**ACTIVITY:**
Return exactly, and only, the lines from the line containing "pub mod config;" through the final line of the records below, both included.

[Collected data]
//! # Particle Engine
//!
//! Actor-based 2D particle emitters built on a small scene graph.
//!
//! ## Features
//!
//! - **Scene Graph**: Parent/child actors with cached 2D transforms and per-frame behaviours
//! - **Particle Lifecycle**: Spawn delays, activation, finite or infinite respawn, snapshot reset
//! - **Emitters**: Self-terminating containers with optional lifecycle callbacks
//! - **Generators**: Explosion, plume and rain patterns with staggered emission
//! - **Configuration**: TOML/JSON configuration with environment overrides
//!
//! ### Example
//!
//! ```rust
//! use particle_engine::particles::{Emitter, ParticleSpec};
//! use particle_engine::scene::{Actor, Stage};
//!
//! let mut stage = Stage::new();
//! let mut emitter = Emitter::spawn(&mut stage, Actor::new("emitter"), None)?;
//!
//! let spark = stage.spawn(Actor::default().with_velocity(10.0, -5.0), None)?;
//! emitter.add_particle(&mut stage, spark, ParticleSpec::new(2.0).infinite())?;
//!
//! emitter.update(&mut stage, 0.016)?;
//! # Ok::<(), particle_engine::core::ParticleError>(())
//! ```
//!
//! ## Modules
//!
//! - [`core`]: Errors, logging and macros
//! - [`config`]: Configuration system
//! - [`scene`]: Actors and the stage they live on
//! - [`particles`]: Emitters, particle state and generators

/// Errors, logging initialisation and helper macros
pub mod core;
/// Configuration system
pub mod config;
/// Scene graph of actors
pub mod scene;
/// Particle emitters and generators
pub mod particles;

**REPLY:**
pub mod config;
/// Scene graph of actors
pub mod scene;
/// Particle emitters and generators
pub mod particles;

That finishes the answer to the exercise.